One possible way to circumvent the denying response style of antisocial patients is by using alternative sources of information than self-report. Since the therapeutic relationship is considered a useful context for assessing key dysfunctional beliefs (Beck et al., 2001), this study compares self-report by patients with ASPD, borderline personality disorder (BPD) and cluster C personality disorder (ClC-PD) with reports by these patients' therapists. This way, it can be assessed whether the discrepancy between patients and therapists is specific for patients with an ASPD as compared to other PD patients.
We asked patients and therapists to rate schema modes, one of the central concepts of Schema-Focused Therapy (SFT, Young, Klosko, & Weishaar, 2003). Schema modes reflect state-depending clusters of thoughts, feelings and behaviours. Recently, it was demonstrated that SFT was highly effective in treating borderline patients (Giesen-Bloo et al., 2006). Furthermore, SFT is becoming increasingly implemented within forensic treatment settings (Bernstein, Arntz, & de Vos, 2007). Modes can be adaptive or maladaptive.
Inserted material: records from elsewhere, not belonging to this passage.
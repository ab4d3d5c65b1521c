//! Colour handling for the worksheet renderer.
//!
//! Styles carry CSS hex strings; drawing code works on [`Rgb`] values so that
//! the offscreen surface can write pixels and the canvas backend can emit
//! `fillStyle` strings from the same type.

use serde::{Deserialize, Serialize};

/// RGB color with u8 components.
#[derive(Debug, Clone, Copy, PartialEq, Eq, Serialize, Deserialize)]
pub struct Rgb {
    pub r: u8,
    pub g: u8,
    pub b: u8,
}

impl Rgb {
    pub const fn new(r: u8, g: u8, b: u8) -> Self {
        Self { r, g, b }
    }

    /// Parse from a hex string (with or without #).
    /// Returns None if the format is invalid.
    pub fn from_hex(s: &str) -> Option<Self> {
        let hex = s.trim().strip_prefix('#').unwrap_or(s.trim());
        if hex.len() != 6 {
            return None;
        }
        let r = u8::from_str_radix(hex.get(0..2)?, 16).ok()?;
        let g = u8::from_str_radix(hex.get(2..4)?, 16).ok()?;
        let b = u8::from_str_radix(hex.get(4..6)?, 16).ok()?;
        Some(Self { r, g, b })
    }

    /// Convert to CSS hex string (#RRGGBB).
    pub fn to_hex(self) -> String {
        format!("#{:02X}{:02X}{:02X}", self.r, self.g, self.b)
    }

    /// Component-wise average of two colours.
    ///
    /// Used for de-emphasised text such as the digit-count marker of a
    /// truncated number, drawn halfway between text and background.
    pub fn midpoint(self, other: Rgb) -> Self {
        Self {
            r: Self::mid_component(self.r, other.r),
            g: Self::mid_component(self.g, other.g),
            b: Self::mid_component(self.b, other.b),
        }
    }

    /// RGBA bytes, fully opaque.
    pub fn to_rgba(self) -> [u8; 4] {
        [self.r, self.g, self.b, 255]
    }

    fn mid_component(a: u8, b: u8) -> u8 {
        let sum = u16::from(a) + u16::from(b);
        u8::try_from(sum / 2).unwrap_or(u8::MAX)
    }
}

impl Default for Rgb {
    fn default() -> Self {
        Self::new(0, 0, 0)
    }
}

/// Colours used by the view itself rather than by cell styles.
pub mod palette {
    use super::Rgb;

    /// Selection bounding boxes.
    pub const SELECTION: Rgb = Rgb::new(0x33, 0x66, 0xCC);
    /// Fallback background.
    pub const WHITE: Rgb = Rgb::new(0xFF, 0xFF, 0xFF);
}
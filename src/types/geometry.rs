//! Integer geometry in unscrolled worksheet coordinates.

use serde::{Deserialize, Serialize};

/// A point in worksheet pixels.
#[derive(Debug, Clone, Copy, PartialEq, Eq, Default, Serialize, Deserialize)]
pub struct Point {
    pub x: i32,
    pub y: i32,
}

impl Point {
    pub const fn new(x: i32, y: i32) -> Self {
        Self { x, y }
    }
}

/// A width/height pair.
///
/// Bitmap exports report failure with a negative dimension, see [`Size::INVALID`].
#[derive(Debug, Clone, Copy, PartialEq, Eq, Default, Serialize, Deserialize)]
pub struct Size {
    pub width: i32,
    pub height: i32,
}

impl Size {
    /// Sentinel returned by exports that failed.
    pub const INVALID: Self = Self {
        width: -1,
        height: -1,
    };

    pub const fn new(width: i32, height: i32) -> Self {
        Self { width, height }
    }

    /// True unless one of the dimensions is negative.
    pub fn is_valid(self) -> bool {
        self.width >= 0 && self.height >= 0
    }
}

/// Axis-aligned rectangle. `x`/`y` is the top-left corner.
#[derive(Debug, Clone, Copy, PartialEq, Eq, Default, Serialize, Deserialize)]
pub struct Rect {
    pub x: i32,
    pub y: i32,
    pub width: i32,
    pub height: i32,
}

impl Rect {
    pub const fn new(x: i32, y: i32, width: i32, height: i32) -> Self {
        Self {
            x,
            y,
            width,
            height,
        }
    }

    /// The rectangle spanned by two corner points, at least 1x1 pixel.
    pub fn from_points(a: Point, b: Point) -> Self {
        Self {
            x: a.x.min(b.x),
            y: a.y.min(b.y),
            width: (a.x - b.x).abs().max(1),
            height: (a.y - b.y).abs().max(1),
        }
    }

    /// Exclusive right edge.
    pub fn right(&self) -> i32 {
        self.x + self.width
    }

    /// Exclusive bottom edge.
    pub fn bottom(&self) -> i32 {
        self.y + self.height
    }

    pub fn is_empty(&self) -> bool {
        self.width <= 0 || self.height <= 0
    }

    pub fn contains(&self, p: Point) -> bool {
        p.x >= self.x && p.x < self.right() && p.y >= self.y && p.y < self.bottom()
    }

    pub fn intersects(&self, other: &Rect) -> bool {
        !self.is_empty()
            && !other.is_empty()
            && self.x < other.right()
            && other.x < self.right()
            && self.y < other.bottom()
            && other.y < self.bottom()
    }

    /// Smallest rectangle containing both.
    pub fn union(&self, other: &Rect) -> Rect {
        let x = self.x.min(other.x);
        let y = self.y.min(other.y);
        Rect {
            x,
            y,
            width: self.right().max(other.right()) - x,
            height: self.bottom().max(other.bottom()) - y,
        }
    }
}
Until now, 14 different schema modes have been identified that can be clustered into four categories; first, maladaptive child modes that result out of unmet core childhood needs, second, dysfunctional coping modes that correspondent to an overuse of the fight, flight or freeze coping styles and third, dysfunctional parent modes that reflect behaviour of the patients' parent(s) towards the patient as a child that the patient has internalized. Fourth, there are two healthy modes; that of the Healthy and that of the Happy Child (for an overview of the modes, see Lobbestael, van Vreeswijk, & Arntz, 2008).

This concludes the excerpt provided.